Consider the differential operator $$L=e^xD^2+e^xD,\;\;D=\frac{d}{dx},\;0\leq x\leq1,$$ $$u^\prime(0)=0,\;\;\; u(1)=0.$$ Show that $L$ is formally self-adjoint.
I just don't really know how to start this. I'm not quite sure how "formally self-adjoint" is different from just "self-adjoint". Any help/hints would be welcome.
Let $f,g\in dom(D^2)$, recall that $f'(0)=g'(0)=0$ and $f(1)=g(1)=0$.

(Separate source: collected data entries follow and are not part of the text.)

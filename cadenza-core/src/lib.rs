// Cadenza
// Copyright (c) 2019-2024 The Project Cadenza Developers.
//
// This Source Code Form is subject to the terms of the Mozilla Public
// License, v. 2.0. If a copy of the MPL was not distributed with this
// file, You can obtain one at https://mozilla.org/MPL/2.0/.

//! Shared building blocks for Project Cadenza: the common error type, composable bit- and
//! byte-level I/O, byte source and sink capabilities, and checksums.

pub mod checksum;
pub mod errors;
pub mod io;
pub mod util;
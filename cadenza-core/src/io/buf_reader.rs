// Cadenza
// Copyright (c) 2019-2024 The Project Cadenza Developers.
//
// This Source Code Form is subject to the terms of the Mozilla Public
// License, v. 2.0. If a copy of the MPL was not distributed with this
// file, You can obtain one at https://mozilla.org/MPL/2.0/.

use std::io;

use super::{FiniteStream, ReadBytes};

/// A `BufReader` reads bytes from a byte buffer, such as the body of a metadata block or an
/// encoded frame held in memory.
pub struct BufReader<'a> {
    buf: &'a [u8],
    pos: usize,
}

impl<'a> BufReader<'a> {
    /// Instantiate a new `BufReader` with a given byte buffer.
    pub fn new(buf: &'a [u8]) -> Self {
        BufReader { buf, pos: 0 }
    }

    /// The unread part of the buffer.
    #[inline(always)]
    fn remaining(&self) -> &'a [u8] {
        &self.buf[self.pos..]
    }

    /// Consumes exactly `len` bytes, or none if fewer are available.
    #[inline(always)]
    fn take(&mut self, len: usize) -> io::Result<&'a [u8]> {
        let remaining = self.remaining();

        if remaining.len() < len {
            return Err(io::Error::new(io::ErrorKind::UnexpectedEof, "buffer underrun"));
        }

        self.pos += len;
        Ok(&remaining[..len])
    }

    #[inline(always)]
    fn take_array<const N: usize>(&mut self) -> io::Result<[u8; N]> {
        let mut bytes = [0u8; N];
        bytes.copy_from_slice(self.take(N)?);
        Ok(bytes)
    }

    /// Returns a reference to the next `len` bytes in the buffer and advances the stream.
    pub fn read_buf_bytes_ref(&mut self, len: usize) -> io::Result<&'a [u8]> {
        self.take(len)
    }

    /// Returns a reference to the remaining bytes in the buffer and advances the stream to the end.
    pub fn read_buf_bytes_available_ref(&mut self) -> &'a [u8] {
        let remaining = self.remaining();
        self.pos = self.buf.len();
        remaining
    }
}

impl ReadBytes for BufReader<'_> {
    #[inline(always)]
    fn read_byte(&mut self) -> io::Result<u8> {
        Ok(self.take_array::<1>()?[0])
    }

    #[inline(always)]
    fn read_double_bytes(&mut self) -> io::Result<[u8; 2]> {
        self.take_array()
    }

    #[inline(always)]
    fn read_triple_bytes(&mut self) -> io::Result<[u8; 3]> {
        self.take_array()
    }

    #[inline(always)]
    fn read_quad_bytes(&mut self) -> io::Result<[u8; 4]> {
        self.take_array()
    }

    fn read_buf(&mut self, buf: &mut [u8]) -> io::Result<usize> {
        let len = self.remaining().len().min(buf.len());
        buf[..len].copy_from_slice(self.take(len)?);
        Ok(len)
    }

    fn read_buf_exact(&mut self, buf: &mut [u8]) -> io::Result<()> {
        buf.copy_from_slice(self.take(buf.len())?);
        Ok(())
    }

    fn ignore_bytes(&mut self, count: u64) -> io::Result<()> {
        // A count beyond the address space can never be satisfied.
        let len = usize::try_from(count).unwrap_or(usize::MAX);
        self.take(len).map(|_| ())
    }

    #[inline(always)]
    fn pos(&self) -> u64 {
        self.pos as u64
    }
}

impl FiniteStream for BufReader<'_> {
    #[inline(always)]
    fn byte_len(&self) -> u64 {
        self.buf.len() as u64
    }

    #[inline(always)]
    fn bytes_read(&self) -> u64 {
        self.pos as u64
    }

    #[inline(always)]
    fn bytes_available(&self) -> u64 {
        self.remaining().len() as u64
    }
}
/// Free Lossless Audio Codec (FLAC) stream decoder.
///
/// A decoder is configured, initialized with a byte source, and then driven by the `process_*`
/// functions. Output is delivered to a [`DecodeHandler`] passed to every driving function.
pub struct StreamDecoder {
    options: DecoderOptions,
    state: DecoderState,
    reader: Option<SourceStream>,
    stream_info: Option<StreamInfo>,
    seek_table: Option<SeekTable>,
    /// The byte position of the first frame.
    first_frame_pos: u64,
    /// The synchronization code of the frame about to be read.
    sync: u16,
    /// Set after an error was reported, until a frame is read successfully.
    is_resyncing: bool,
    is_md5_checking: bool,
    validator: Validator,
    buf: FrameBuf,
    last_frame: Option<Frame>,
    /// The byte position following the last decoded frame.
    decode_pos: u64,
    /// The target of an ongoing seek.
    seek_target: Option<u64>,
}

impl Default for StreamDecoder {
    fn default() -> Self {
        StreamDecoder::new(Default::default())
    }
}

$$\begin{align*} \langle Lf,g \rangle &= \int\limits_0^1(e^xf_{xx}+e^xf_x)gdx \\ &=\int\limits_0^1gd(e^xf_x) \\ &=\overbrace{ge^xf_x\Big|_0^1}^{=0} - \int\limits_0^1e^xf_xg_xdx\\ &=- \int\limits_0^1e^xf_xg_xdx\\ &=- \int\limits_0^1e^xg_xdf\\ &=\overbrace{g_xe^xf\Big|_0^1}^{=0} + \int\limits_0^1f(g_xe^x)'dx\\ &=\int\limits_0^1f(e^xg_x+e^xg_{xx})dx = \langle f, Lg \rangle, \end{align*}$$
conclude.